Eine Ölbohrstelle in der Nähe von Almetjewsk, Russland. (Foto: Andrey Rudak/Bloomberg) |
Die Europäische Union (EU) hatte Anfang des Jahres im Rahmen der gegen Moskau wegen seines Militäreinsatzes in der Ukraine verhängten Sanktionen die Einfuhr russischen Treibstoffs über den Seeweg ausgesetzt. Um die Preise stabil zu halten, benötigt die EU jedoch weiterhin etwas russischen Diesel.
Am 21. September kündigte die russische Regierung ein unbefristetes Exportverbot für Benzin und Diesel in die meisten Länder an. Dieser Schritt könnte die globale Ölversorgung vor dem Winter beeinträchtigen und einen Mangel verschärfen, der den Rohölpreis weltweit auf etwa 100 Dollar pro Barrel getrieben hat.
Reuters berichtete, dass die Beschränkungen so lange in Kraft bleiben würden, wie die Regierung es für notwendig erachtet.
Am 25. September passte Russland seine Beschränkungen für den Treibstoffexport an und hob ein vorübergehendes Exportverbot für Diesel und Schiffskraftstoff minderer Qualität auf. Das Exportverbot für alle Sorten hochwertigen Benzins und Diesels bleibt allerdings bestehen.
Russlands neuer „Schlag“?
Die Entscheidung Russlands, Dieselexporte in die meisten Länder zu verbieten, kommt für Europa zu einem entscheidenden Zeitpunkt.

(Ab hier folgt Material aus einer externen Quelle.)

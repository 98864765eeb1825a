//! Line commands and text rendering for the terminal front end.

use crate::controller::ScreenView;
use crate::layout::Panel;

pub const HELP: &str = "\
Commands:
  list | ls          show the note list
  open <n>           open the n-th note of the list
  new                create a note
  title <text>       edit the title
  content <text>     edit the content (\\n starts a new line)
  save               save the current draft
  delete             delete the current note
  back               return to the list on narrow screens
  width <n>          set the screen width
  dismiss            hide the error message
  reload             fetch the notes again
  help               show this help
  quit | exit        leave";

#[derive(Debug, Clone, PartialEq, Eq)]
pub enum Command {
    Empty,
    List,
    Open(usize),
    New,
    Title(String),
    Content(String),
    Save,
    Delete,
    Back,
    Width(u16),
    Dismiss,
    Reload,
    Help,
    Quit,
    Invalid(String),
}

impl Command {
    pub fn parse(line: &str) -> Self {
        let line = line.trim_end_matches(['\r', '\n']);
        let (word, rest) = match line.trim_start().split_once(char::is_whitespace) {
            Some((word, rest)) => (word, rest),
            None => (line.trim(), ""),
        };

        match word.to_ascii_lowercase().as_str() {
            "" => Self::Empty,
            "list" | "ls" => Self::List,
            "open" => rest
                .trim()
                .parse::<usize>()
                .ok()
                .filter(|n| *n > 0)
                .map_or_else(|| Self::Invalid("usage: open <n>".to_string()), Self::Open),
            "new" => Self::New,
            "title" => Self::Title(rest.to_string()),
            "content" => Self::Content(rest.replace("\\n", "\n")),
            "save" => Self::Save,
            "delete" | "rm" => Self::Delete,
            "back" => Self::Back,
            "width" => rest
                .trim()
                .parse::<u16>()
                .map_or_else(|_| Self::Invalid("usage: width <n>".to_string()), Self::Width),
            "dismiss" => Self::Dismiss,
            "reload" => Self::Reload,
            "help" | "?" => Self::Help,
            "quit" | "exit" => Self::Quit,
            other => Self::Invalid(format!("unknown command '{other}', try 'help'")),
        }
    }
}

pub fn is_yes(answer: &str) -> bool {
    matches!(answer.trim().to_ascii_lowercase().as_str(), "y" | "yes")
}

pub fn render(view: &ScreenView<'_>, env_label: Option<&str>) -> String {
    let mut lines = Vec::new();

    match env_label {
        Some(label) => lines.push(format!("== Notes [{label}] ==")),
        None => lines.push("== Notes ==".to_string()),
    }
    if view.offline {
        lines.push("(offline: changes are kept in memory only)".to_string());
    }
    if let Some(error) = view.error {
        lines.push(format!("! {error}  (type 'dismiss' to hide)"));
    }
    if view.loading {
        lines.push("Loading...".to_string());
    }

    if view.panels.shows(Panel::List) {
        lines.push(String::new());
        if view.items.is_empty() && !view.loading {
            lines.push("  No notes yet. Type 'new' to create one.".to_string());
        }
        for (n, item) in view.items.iter().enumerate() {
            let marker = if item.selected { '*' } else { ' ' };
            lines.push(format!(
                "{marker} {:>2}. {}  ({})",
                n + 1,
                item.title,
                item.updated_at
            ));
        }
    }

    if view.panels.shows(Panel::Editor) {
        lines.push(String::new());
        match view.selected {
            Some(note) => {
                let state = if view.saving {
                    "saving..."
                } else if view.draft.dirty {
                    "unsaved changes"
                } else {
                    "saved"
                };
                lines.push(format!("Title: {}", view.draft.title));
                lines.push("Content:".to_string());
                lines.extend(view.draft.content.lines().map(|l| format!("  {l}")));
                lines.push(format!("[{state}] Last updated: {}", note.updated_at));
            }
            None => lines.push("Select a note to start editing.".to_string()),
        }
    }

    lines.join("\n")
}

Diesel ist der Wirtschaftsmotor Europas und treibt die überwiegende Mehrheit der Lastwagen an, die Waren und Rohstoffe über den Kontinent transportieren. Darüber hinaus ist es in einigen Ländern der Region der wichtigste Heizbrennstoff und der kalte Winter steht vor der Tür.
Die Maßnahmen Moskaus bergen zudem eine größere wirtschaftliche Gefahr: Sie könnten zu einer steigenden Inflation führen. Die Energiepreise sind in den letzten Wochen sprunghaft angestiegen, nachdem Russland und Saudi-Arabien erklärt hatten, sie würden die Rohölversorgung bis zum Jahresende weiterhin beschränken.

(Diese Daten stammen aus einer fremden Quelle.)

use serde::{Deserialize, Serialize};
use serde_json::Value;

#[derive(Debug, Clone, PartialEq, Eq, Serialize, Deserialize)]
pub struct CreateNoteRequest {
    /// Note title
    pub title: String,
    /// Note content
    pub content: String,
}

impl Default for CreateNoteRequest {
    fn default() -> Self {
        Self {
            title: crate::models::UNTITLED.to_string(),
            content: String::new(),
        }
    }
}

#[derive(Debug, Clone, Default, PartialEq, Eq, Serialize, Deserialize)]
pub struct UpdateNoteRequest {
    /// New title, left unchanged when absent
    #[serde(default, skip_serializing_if = "Option::is_none")]
    pub title: Option<String>,
    /// New content, left unchanged when absent
    #[serde(default, skip_serializing_if = "Option::is_none")]
    pub content: Option<String>,
}

/// Shapes accepted for `GET /notes`.
#[derive(Debug, Deserialize)]
#[serde(untagged)]
pub enum ListResponse {
    Bare(Vec<Value>),
    Envelope { items: Vec<Value> },
}

impl ListResponse {
    /// Anything that is neither an array nor an object with an `items` array
    /// is read as an empty list.
    pub fn items(value: Value) -> Vec<Value> {
        match serde_json::from_value::<Self>(value) {
            Ok(Self::Bare(items) | Self::Envelope { items }) => items,
            Err(_) => Vec::new(),
        }
    }
}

Russland ist der weltgrößte Dieselexporteur und deckte in diesem Jahr laut dem Datenunternehmen Vortexa bisher mehr als 13 Prozent der weltweiten Lieferungen ab.

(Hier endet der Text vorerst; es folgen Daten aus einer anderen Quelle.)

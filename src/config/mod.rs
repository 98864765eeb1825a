use serde::{Deserialize, Serialize};

use std::{env, fs, path::Path};

const ENV_PREFIX: &str = "NOTES_";
const DEFAULT_NARROW_BREAKPOINT: u16 = 768;

#[derive(Debug, Clone, PartialEq, Eq, Serialize, Deserialize)]
pub struct Config {
    /// Explicit API base address, used as is
    #[serde(default)]
    pub api_base: Option<String>,
    /// Backend origin, `/api` is appended to it
    #[serde(default)]
    pub backend_origin: Option<String>,
    /// Display-only environment label
    #[serde(default)]
    pub env_label: Option<String>,
    /// Width below which list and editor are shown one at a time
    #[serde(default = "default_narrow_breakpoint")]
    pub narrow_breakpoint: u16,
}

const fn default_narrow_breakpoint() -> u16 {
    DEFAULT_NARROW_BREAKPOINT
}

impl Default for Config {
    fn default() -> Self {
        Self {
            api_base: None,
            backend_origin: None,
            env_label: None,
            narrow_breakpoint: DEFAULT_NARROW_BREAKPOINT,
        }
    }
}

#[derive(Debug, thiserror::Error)]
pub enum ConfigError {
    #[error("Failed to read config file: {0}")]
    Io(#[from] std::io::Error),

    #[error("Failed to parse config file: {0}")]
    Yaml(#[from] serde_yaml::Error),

    #[error("Failed to read configuration from environment: {0}")]
    Env(#[from] envy::Error),
}

impl Config {
    /// Base address every request path is appended to. Empty means
    /// same-origin relative paths.
    pub fn api_base_url(&self) -> String {
        if let Some(base) = non_empty(self.api_base.as_deref()) {
            return base.trim_end_matches('/').to_string();
        }

        if let Some(origin) = non_empty(self.backend_origin.as_deref()) {
            return format!("{}/api", origin.trim_end_matches('/'));
        }

        String::new()
    }

    pub fn from_yaml(contents: &str) -> Result<Self, ConfigError> {
        serde_yaml::from_str(contents).map_err(Into::into)
    }

    pub fn from_env_vars<I>(vars: I) -> Result<Self, ConfigError>
    where
        I: IntoIterator<Item = (String, String)>,
    {
        envy::prefixed(ENV_PREFIX)
            .from_iter(vars)
            .map_err(Into::into)
    }
}

fn non_empty(value: Option<&str>) -> Option<&str> {
    value.map(str::trim).filter(|v| !v.is_empty())
}

fn load_file(path: &Path) -> Result<Config, ConfigError> {
    let contents = fs::read_to_string(path)?;
    Config::from_yaml(&contents)
}

pub fn load_config() -> Result<Config, ConfigError> {
    // Retrieve env variable
    let config_path =
        env::var("NOTES_CLIENT_CONFIG").unwrap_or_else(|_| "config.yaml".to_string());

    // Try env path
    if Path::new(&config_path).exists() {
        return load_file(Path::new(&config_path));
    }

    // Fallback to config.yaml
    if Path::new("config.yaml").exists() {
        tracing::warn!(
            "Config file '{}' not found, falling back to 'config.yaml'",
            config_path
        );
        return load_file(Path::new("config.yaml"));
    }

    // Fallback to environment variables
    tracing::debug!("No config file found, loading configuration from environment variables");
    Config::from_env_vars(env::vars())
}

Seit dem Inkrafttreten des EU-Importverbots im Januar hat Moskau in Südamerika, dem Nahen Osten und Nordafrika neue Käufer für seine Fässer gefunden.
Analysten warnen, dass die Verknappung des Angebots den weltweiten Wettbewerb um Treibstoff in den kommenden Monaten verschärfen und zu einem Anstieg der Benzin- und Ölpreise überall, auch in Europa, führen könnte.
Unmittelbar nach der Ankündigung russischer Exportbeschränkungen stiegen die europäischen Großhandelspreise für Diesel um 5 Prozent. Einen Tag später (22. September) fielen die Preise wieder und lagen bei etwa 990 US-Dollar, waren aber immer noch höher als vor den Nachrichten aus Russland.
"Russlands Entscheidung kommt zu einem entscheidenden Zeitpunkt für Europa. Die Region hat im Winter einen enormen Bedarf an Diesel. Branchen wie das Baugewerbe, die Landwirtschaft und die verarbeitende Industrie brauchen auch im vierten Quartal dieses Jahres Diesel", sagte Jorge León, Senior Vice President bei Rystad Energy, einem unabhängigen Energieforschungs- und Business-Intelligence-Unternehmen.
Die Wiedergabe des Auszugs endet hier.